- [Task objective] Below are records; quote them exactly from the first line through the line that contains "let previous = std::panic::take_hook();".

Saved entries:
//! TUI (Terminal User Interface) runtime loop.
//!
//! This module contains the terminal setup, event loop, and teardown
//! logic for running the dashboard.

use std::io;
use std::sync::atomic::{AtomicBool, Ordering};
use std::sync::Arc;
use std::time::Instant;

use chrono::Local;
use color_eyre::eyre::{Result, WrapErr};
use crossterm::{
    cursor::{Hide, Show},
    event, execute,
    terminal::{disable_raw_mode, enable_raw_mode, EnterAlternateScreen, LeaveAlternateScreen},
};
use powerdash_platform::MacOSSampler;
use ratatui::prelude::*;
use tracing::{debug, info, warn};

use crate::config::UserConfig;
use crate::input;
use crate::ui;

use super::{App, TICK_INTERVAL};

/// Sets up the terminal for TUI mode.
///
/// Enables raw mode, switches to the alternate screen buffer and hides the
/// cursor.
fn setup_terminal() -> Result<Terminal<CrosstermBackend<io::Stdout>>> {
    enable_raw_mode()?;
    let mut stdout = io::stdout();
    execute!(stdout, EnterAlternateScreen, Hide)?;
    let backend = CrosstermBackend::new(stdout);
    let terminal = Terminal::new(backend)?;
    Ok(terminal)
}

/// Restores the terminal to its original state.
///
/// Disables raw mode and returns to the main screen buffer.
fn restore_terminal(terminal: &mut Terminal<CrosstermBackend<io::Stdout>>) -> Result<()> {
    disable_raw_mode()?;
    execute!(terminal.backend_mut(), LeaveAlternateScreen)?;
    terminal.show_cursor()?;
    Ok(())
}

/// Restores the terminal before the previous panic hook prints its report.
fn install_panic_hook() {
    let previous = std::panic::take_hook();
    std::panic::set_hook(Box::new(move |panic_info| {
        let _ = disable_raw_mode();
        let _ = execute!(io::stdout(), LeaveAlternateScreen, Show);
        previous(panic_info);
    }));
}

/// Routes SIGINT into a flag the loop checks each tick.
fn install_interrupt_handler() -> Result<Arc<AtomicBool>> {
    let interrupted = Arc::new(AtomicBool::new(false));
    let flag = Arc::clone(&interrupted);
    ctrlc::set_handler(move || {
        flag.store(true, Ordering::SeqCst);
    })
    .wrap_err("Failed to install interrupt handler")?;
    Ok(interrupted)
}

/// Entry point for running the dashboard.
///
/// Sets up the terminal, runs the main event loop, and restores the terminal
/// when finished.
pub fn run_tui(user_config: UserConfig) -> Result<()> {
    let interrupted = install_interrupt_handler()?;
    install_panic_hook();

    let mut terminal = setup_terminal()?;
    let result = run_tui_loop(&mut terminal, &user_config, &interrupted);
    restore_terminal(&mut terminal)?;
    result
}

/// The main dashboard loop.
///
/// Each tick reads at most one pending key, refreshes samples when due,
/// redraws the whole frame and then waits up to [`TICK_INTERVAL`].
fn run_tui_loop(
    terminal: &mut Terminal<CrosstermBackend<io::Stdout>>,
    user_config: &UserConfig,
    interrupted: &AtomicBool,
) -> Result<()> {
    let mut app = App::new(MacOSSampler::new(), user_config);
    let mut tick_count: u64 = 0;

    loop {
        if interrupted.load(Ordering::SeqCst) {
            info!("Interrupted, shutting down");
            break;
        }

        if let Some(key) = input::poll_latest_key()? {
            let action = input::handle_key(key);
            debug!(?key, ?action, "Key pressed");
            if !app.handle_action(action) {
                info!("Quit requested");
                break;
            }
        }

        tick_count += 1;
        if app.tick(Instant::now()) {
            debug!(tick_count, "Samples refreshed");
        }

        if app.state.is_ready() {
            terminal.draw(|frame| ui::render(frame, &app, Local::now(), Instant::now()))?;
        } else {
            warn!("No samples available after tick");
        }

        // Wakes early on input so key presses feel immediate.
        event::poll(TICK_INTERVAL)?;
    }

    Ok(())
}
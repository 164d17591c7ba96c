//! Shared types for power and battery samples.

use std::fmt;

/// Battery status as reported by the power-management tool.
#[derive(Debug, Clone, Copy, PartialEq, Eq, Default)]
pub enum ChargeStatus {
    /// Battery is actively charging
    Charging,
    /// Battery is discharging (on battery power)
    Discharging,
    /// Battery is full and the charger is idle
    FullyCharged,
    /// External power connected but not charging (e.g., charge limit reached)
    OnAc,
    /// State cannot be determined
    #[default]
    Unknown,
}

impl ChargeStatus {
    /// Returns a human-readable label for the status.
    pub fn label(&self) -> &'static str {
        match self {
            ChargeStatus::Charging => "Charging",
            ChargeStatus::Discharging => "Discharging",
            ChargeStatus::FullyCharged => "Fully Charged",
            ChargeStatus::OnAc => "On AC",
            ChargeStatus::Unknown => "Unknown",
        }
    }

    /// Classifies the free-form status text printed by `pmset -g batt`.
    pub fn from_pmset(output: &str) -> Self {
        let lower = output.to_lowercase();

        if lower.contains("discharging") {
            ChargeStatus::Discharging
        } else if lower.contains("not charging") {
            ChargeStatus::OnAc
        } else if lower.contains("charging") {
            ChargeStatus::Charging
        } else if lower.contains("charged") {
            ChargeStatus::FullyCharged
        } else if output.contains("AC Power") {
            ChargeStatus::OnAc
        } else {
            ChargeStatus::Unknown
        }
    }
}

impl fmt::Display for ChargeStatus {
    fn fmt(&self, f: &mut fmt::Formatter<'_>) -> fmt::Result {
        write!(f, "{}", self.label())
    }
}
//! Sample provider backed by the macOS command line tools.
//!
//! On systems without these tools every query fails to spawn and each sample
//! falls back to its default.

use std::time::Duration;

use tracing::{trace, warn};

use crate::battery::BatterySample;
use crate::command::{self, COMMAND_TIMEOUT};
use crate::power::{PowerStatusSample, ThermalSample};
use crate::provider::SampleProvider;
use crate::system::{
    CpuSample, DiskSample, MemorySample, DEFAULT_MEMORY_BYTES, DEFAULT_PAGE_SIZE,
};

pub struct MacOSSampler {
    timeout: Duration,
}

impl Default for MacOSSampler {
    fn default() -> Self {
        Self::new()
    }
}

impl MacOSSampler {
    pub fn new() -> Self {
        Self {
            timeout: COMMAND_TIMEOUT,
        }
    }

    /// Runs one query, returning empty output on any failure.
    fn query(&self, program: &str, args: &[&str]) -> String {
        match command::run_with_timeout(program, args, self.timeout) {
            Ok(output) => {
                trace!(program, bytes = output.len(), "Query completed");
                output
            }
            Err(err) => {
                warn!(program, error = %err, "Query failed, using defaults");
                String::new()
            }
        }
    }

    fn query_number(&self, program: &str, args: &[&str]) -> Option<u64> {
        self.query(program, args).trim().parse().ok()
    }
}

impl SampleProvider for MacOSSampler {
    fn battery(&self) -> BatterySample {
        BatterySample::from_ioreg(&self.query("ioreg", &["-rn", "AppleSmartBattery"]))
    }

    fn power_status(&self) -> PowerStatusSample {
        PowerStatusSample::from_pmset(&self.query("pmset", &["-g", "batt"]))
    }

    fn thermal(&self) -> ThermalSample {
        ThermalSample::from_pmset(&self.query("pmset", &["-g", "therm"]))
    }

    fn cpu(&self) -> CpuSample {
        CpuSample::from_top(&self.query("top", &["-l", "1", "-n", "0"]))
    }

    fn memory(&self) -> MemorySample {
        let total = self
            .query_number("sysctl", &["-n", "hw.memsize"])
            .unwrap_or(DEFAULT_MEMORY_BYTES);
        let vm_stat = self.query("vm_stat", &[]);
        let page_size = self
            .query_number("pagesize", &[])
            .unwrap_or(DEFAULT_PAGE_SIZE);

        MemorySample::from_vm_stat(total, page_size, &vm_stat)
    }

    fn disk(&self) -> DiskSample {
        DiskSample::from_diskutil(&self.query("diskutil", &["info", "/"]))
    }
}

- [Task solution]
//! TUI (Terminal User Interface) runtime loop.
//!
//! This module contains the terminal setup, event loop, and teardown
//! logic for running the dashboard.

use std::io;
use std::sync::atomic::{AtomicBool, Ordering};
use std::sync::Arc;
use std::time::Instant;

use chrono::Local;
use color_eyre::eyre::{Result, WrapErr};
use crossterm::{
    cursor::{Hide, Show},
    event, execute,
    terminal::{disable_raw_mode, enable_raw_mode, EnterAlternateScreen, LeaveAlternateScreen},
};
use powerdash_platform::MacOSSampler;
use ratatui::prelude::*;
use tracing::{debug, info, warn};

use crate::config::UserConfig;
use crate::input;
use crate::ui;

use super::{App, TICK_INTERVAL};

/// Sets up the terminal for TUI mode.
///
/// Enables raw mode, switches to the alternate screen buffer and hides the
/// cursor.
fn setup_terminal() -> Result<Terminal<CrosstermBackend<io::Stdout>>> {
    enable_raw_mode()?;
    let mut stdout = io::stdout();
    execute!(stdout, EnterAlternateScreen, Hide)?;
    let backend = CrosstermBackend::new(stdout);
    let terminal = Terminal::new(backend)?;
    Ok(terminal)
}

/// Restores the terminal to its original state.
///
/// Disables raw mode and returns to the main screen buffer.
fn restore_terminal(terminal: &mut Terminal<CrosstermBackend<io::Stdout>>) -> Result<()> {
    disable_raw_mode()?;
    execute!(terminal.backend_mut(), LeaveAlternateScreen)?;
    terminal.show_cursor()?;
    Ok(())
}

/// Restores the terminal before the previous panic hook prints its report.
fn install_panic_hook() {
    let previous = std::panic::take_hook();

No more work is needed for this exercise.